Closed zhiyangxu-VT closed 4 years ago
Hi, thanks for your interest1 we set the batch size to be 24 in the paper. I think the main reason is the small batch size you adapted. Dataparallel or distributed shouldn't influence the performance but just the consumed time for each epoch. Hope this solves your problem :)
Thank you for your information! One more question, how many iterations does your model achieve the convergence? I saw in the yaml file the number of iterations is 600k? But 600K will take a long time to run. In your paper, you mentioned it took you a day and half to train the model.
Hi, the 600k is split into 4 periods. The model will converge within each period, and achieve better results when finishing the next period. So you can choose where to stop to reach a balance between the training time and model performance in actual application. I didn't mention anything like "a day and half" in the paper. It usually takes more than 2 days to finish each period.
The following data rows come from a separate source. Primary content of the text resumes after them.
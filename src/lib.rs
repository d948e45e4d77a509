//! jpad - Japanese text entry engines
//!
//! テキストエディタ向けの日本語入力サブシステム。
//! JMdict形式辞書の読み込み・検索と打鍵列→かな変換の2つの
//! エンジンを提供する。

// コアモジュール
pub mod error;

// 辞書層
pub mod lexicon;

// 入力層
pub mod input;

// 公開API
pub use error::{ChordTableError, JpadError, LexiconError, Result};
pub use input::{Chord, ChordBindingSet, ChordSequence, Emission, InputMode, KeyConversionEngine};
pub use lexicon::{Entry, KanjiVariant, Lexicon, LoanwordSource, ReadingVariant, Sense};
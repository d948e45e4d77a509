//! 辞書モジュール
//!
//! JMdict形式辞書の読み込みと読みによる検索を提供

pub mod entry;
pub mod parser;

// 公開API
pub use entry::{Entry, KanjiVariant, Lexicon, LoanwordSource, ReadingVariant, Sense};
pub use parser::{load, parse_str};
//! PowerPoint (.pptx) presentations.
//!
//! Slides, masters and layouts are carried through unchanged. The theme is
//! the one used by the first slide master.

pub mod package;

pub use package::PowerPoint;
Thanks for your patience and explanation. It indeed helps. I must remember the training time wrong. Sorry for that. When transiting from one period to the next what do I need to change? Do I need to change batch size, learning rate or other params?
It's fine. I just edited the train.yml so that you don't need to change anything if you follow the default setting given on the github,. The setting of training periods can be found here: https://github.com/Mukosame/Zooming-Slow-Mo-CVPR-2020/blob/master/codes/options/train/train_zsm.yml#L56
Thanks for your replying. This project is a great work.
Pretty impressed by your work. I have some questions about the training phase. When I trained the model on 2 Nvidia 1080Ti GPUs with batch size 8 (followed by training details in the paper), it seems that it requires more time to achieve your results. I am wondering which way (dataparallel or torch.distributed.launch) do you recommend to use in the experiment?